Толстые приехали на короткое время. Соня советовалась и лечилась у докторов Дейч, Анке и Кох. Они очень помогли ей, и страдания ее прекратились. Она повеселела.
Лев Николаевич посещал библиотеки, по часам просиживая там. Он был оживлен, в духе, и я видела, как ему необходимо было проветриться от болезней, забот и «детской». Я подумала тогда еще: «Только мы, женщины, способны и можем выносить долго эту канитель: пеленок, нянек, приправленных детскими и своими болезнями, как выносила Соня и другие настоящие, хорошие женщины».
Лев Николаевич перевидал друзей своих: Аксакова, Жемчужникова, Григоровича и других.
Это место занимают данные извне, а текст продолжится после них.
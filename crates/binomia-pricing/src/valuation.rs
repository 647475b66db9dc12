//! One-step backward valuation rules.
//!
//! A [`ValuationRule`] turns the two child values of a lattice node into the
//! node's own value. Every rule receives the same [`NodeContext`] and reads
//! only the fields it needs, which lets European and American pricing share
//! one engine.

use serde::{Deserialize, Serialize};

use crate::lattice::NodeKey;
use crate::payoff::Payoff;
use crate::types::ExerciseStyle;

/// Everything a valuation rule may need at one node.
#[derive(Debug, Clone, Copy, PartialEq)]
pub struct NodeContext {
    /// Node being valued.
    pub key: NodeKey,
    /// Risk-neutral probability of an up move.
    pub prob_up: f64,
    /// Risk-neutral probability of a down move.
    pub prob_down: f64,
    /// Discount factor over one time step.
    pub discount: f64,
    /// Value of the child reached by an up move, `(i+1, up+1, down)`.
    pub up_value: f64,
    /// Value of the child reached by a down move, `(i+1, up, down+1)`.
    pub down_value: f64,
    /// Intrinsic value function.
    pub payoff: Payoff,
    /// Strike price.
    pub strike: f64,
    /// Underlying price at this node.
    pub underlying: f64,
}

impl NodeContext {
    /// Discounted risk-neutral expectation of the two children.
    #[inline]
    #[must_use]
    pub fn continuation(&self) -> f64 {
        self.discount * (self.prob_up * self.up_value + self.prob_down * self.down_value)
    }

    /// Value of exercising at this node.
    #[inline]
    #[must_use]
    pub fn exercise(&self) -> f64 {
        self.payoff.intrinsic(self.underlying, self.strike)
    }
}

/// Backward induction step.
#[derive(Debug, Clone, Copy, PartialEq, Eq, Hash, Serialize, Deserialize)]
#[serde(rename_all = "snake_case")]
pub enum ValuationRule {
    /// Discounted expectation only.
    European,
    /// Greater of the discounted expectation and immediate exercise.
    American,
}

impl ValuationRule {
    /// Values a node from its context.
    #[inline]
    #[must_use]
    pub fn value(self, ctx: &NodeContext) -> f64 {
        match self {
            Self::European => ctx.continuation(),
            Self::American => ctx.continuation().max(ctx.exercise()),
        }
    }
}

impl From<ExerciseStyle> for ValuationRule {
    fn from(style: ExerciseStyle) -> Self {
        match style {
            ExerciseStyle::European => Self::European,
            ExerciseStyle::American => Self::American,
        }
    }
}
//! Backward-induction pricing on a CRR tree.

use tracing::{debug, trace, warn};

use crate::error::{PricingError, PricingResult};
use crate::lattice::{CrrParameters, Lattice, NodeKey};
use crate::payoff::Payoff;
use crate::types::PricingParams;
use crate::valuation::{NodeContext, ValuationRule};

/// A fully valued tree together with the parameters that built it.
#[derive(Debug, Clone, PartialEq)]
pub struct ValuedLattice {
    /// Option value at every node.
    pub lattice: Lattice,
    /// Tree parameters.
    pub parameters: CrrParameters,
}

impl ValuedLattice {
    /// Option price, the value at the root.
    #[must_use]
    pub fn price(&self) -> f64 {
        self.lattice.root()
    }
}

/// Cox-Ross-Rubinstein binomial pricing engine.
///
/// The engine is stateless apart from its step count; every call owns its
/// lattice.
///
/// # Example
///
/// ```rust
/// use binomia_pricing::prelude::*;
///
/// let engine = BinomialEngine::new(100);
/// let params = PricingParams::new(42.0, 40.0, 0.1, 0.2, 0.5);
///
/// let put = engine
///     .price(&params, Payoff::Put, ValuationRule::European)
///     .unwrap();
/// assert!((put - 0.81).abs() < 0.01);
/// ```
#[derive(Debug, Clone, Copy, PartialEq, Eq)]
pub struct BinomialEngine {
    steps: usize,
}

impl BinomialEngine {
    /// Creates an engine with `steps` time steps.
    #[must_use]
    pub fn new(steps: usize) -> Self {
        Self { steps }
    }

    /// Number of time steps.
    #[must_use]
    pub fn steps(&self) -> usize {
        self.steps
    }

    /// Prices an option.
    ///
    /// With zero volatility the underlying follows its forward deterministically,
    /// so the tree is skipped and the result is
    /// `exp(-r t) * payoff(S exp(r t), K)` for any step count.
    ///
    /// # Errors
    ///
    /// Returns [`PricingError::InvalidParameter`] if the parameters are outside
    /// their domain or the step count is zero.
    pub fn price(
        &self,
        params: &PricingParams,
        payoff: Payoff,
        rule: ValuationRule,
    ) -> PricingResult<f64> {
        self.check(params)?;

        if params.volatility == 0.0 {
            let price = params.discount_factor() * payoff.intrinsic(params.forward(), params.strike);
            trace!(?payoff, price, "zero volatility, pricing off the forward");
            return Ok(price);
        }

        Ok(self.induct(params, payoff, rule).price())
    }

    /// Builds and values the full tree, retaining every node.
    ///
    /// # Errors
    ///
    /// Returns [`PricingError::InvalidParameter`] for invalid inputs, including
    /// zero volatility, where no tree exists.
    pub fn build_lattice(
        &self,
        params: &PricingParams,
        payoff: Payoff,
        rule: ValuationRule,
    ) -> PricingResult<ValuedLattice> {
        self.check(params)?;

        if params.volatility == 0.0 {
            return Err(PricingError::invalid_parameter(
                "volatility",
                params.volatility,
                "must be positive to build a lattice",
            ));
        }

        Ok(self.induct(params, payoff, rule))
    }

    /// Checks the engine's own settings.
    ///
    /// # Errors
    ///
    /// Returns [`PricingError::InvalidParameter`] if the step count is zero.
    pub fn validate(&self) -> PricingResult<()> {
        if self.steps == 0 {
            return Err(PricingError::invalid_parameter(
                "steps",
                0.0,
                "must be at least 1",
            ));
        }
        Ok(())
    }

    fn check(&self, params: &PricingParams) -> PricingResult<()> {
        params.validate()?;
        self.validate()
    }

    fn induct(&self, params: &PricingParams, payoff: Payoff, rule: ValuationRule) -> ValuedLattice {
        let n = self.steps;
        let crr = CrrParameters::new(params, n);

        debug!(
            steps = n,
            up = crr.up,
            down = crr.down,
            prob_up = crr.prob_up,
            "building binomial lattice"
        );
        if !crr.is_arbitrage_free() {
            warn!(
                prob_up = crr.prob_up,
                rate = params.rate,
                volatility = params.volatility,
                steps = n,
                "risk-neutral probability outside [0, 1]; use more steps or a higher volatility"
            );
        }

        let mut lattice = Lattice::new(n);

        // Terminal layer
        for up in 0..=n {
            let key = NodeKey::at(n, up);
            let spot = crr.underlying_at(params.spot, key);
            lattice.set(key, payoff.intrinsic(spot, params.strike));
        }

        // Children at i + 1 are complete before any node at i is visited
        for i in (0..n).rev() {
            for up in 0..=i {
                let key = NodeKey::at(i, up);
                let ctx = NodeContext {
                    key,
                    prob_up: crr.prob_up,
                    prob_down: crr.prob_down,
                    discount: crr.discount,
                    up_value: lattice.get(key.up_child()),
                    down_value: lattice.get(key.down_child()),
                    payoff,
                    strike: params.strike,
                    underlying: crr.underlying_at(params.spot, key),
                };
                lattice.set(key, rule.value(&ctx));
            }
        }

        ValuedLattice {
            lattice,
            parameters: crr,
        }
    }
}

impl Default for BinomialEngine {
    fn default() -> Self {
        Self::new(binomia_config::LatticeConfig::default().default_steps)
    }
}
Все они перебывали у него. Приезжал и посланный от Каткова. Не знаю, что было говорено, но думаю, что о романе. Лев Николаевич еще не решил тогда, печатать ли самому, или же отдать в журнал.
На праздники, к моему большому удовольствию, дом оживился приездом близких и родных. Приехал из Польши брат Саша. Гостила у нас кузина Горсткина, рожденная Кузминская, сестра Александра Михайловича. Из приюта отпустили Клавдию, теперь молодую, красивую, и чисто русского типа девушку 18 лет. И совсем неожиданно приехал из Петербурга, сначала отказавшись от приглашения, Кузминский.
– Как хорошо ты сделал, что приехал на праздники к нам, – говорила мама, здороваясь с ним, – и твои обе сестры в Москве.
– Да, да, – перебила я мать, – я так рада, что ты по-прежнему проведешь с нами Рождество! У нас весело будет! – прыгая на шею матери, закричала я.
Мне хотелось как-нибудь излить свой избыток жизни. Чем-то веселым, родным повеяло на меня, и так радостно забилось сердце.
– Ты знаешь, – говорил Кузминский, – мне так надоел Петербург, что я решил провести несколько дней с вами. Я прежде хотел ехать в Воронеж к матери, но потом решил – к вам. Теперь я с сестрами повидаюсь, – говорил он. – Да где же они?
– Сони дома нет, с Лизой уехала, – отвечала я. Софья Михайловна Горсткина была замужем за богатым пензенским помещиком. Она была немного старше Сони и очень дружна с ней. Красивая, живая, веселая, она своими большими черными глазами добродушно, не мудрствуя лукаво, глядела на весь мир, как и мир глядел на нее.
До сих пор не понимаю, где и как помещались все наши гости. Какой необычайно длинный стол накрывался в столовой и что за громадные ростбифы, телятину и горячие блюда носил буфетчик Григорий по внутренней лестнице наверх, весело шагая по ковру через ступень! А камердинер отца, флегматичный Прокофий, с важностью выжидал, пока Федька не принесет ему из кухни соусы и салаты, которыми он должен был обносить стол, чем он, впрочем, не тяготился.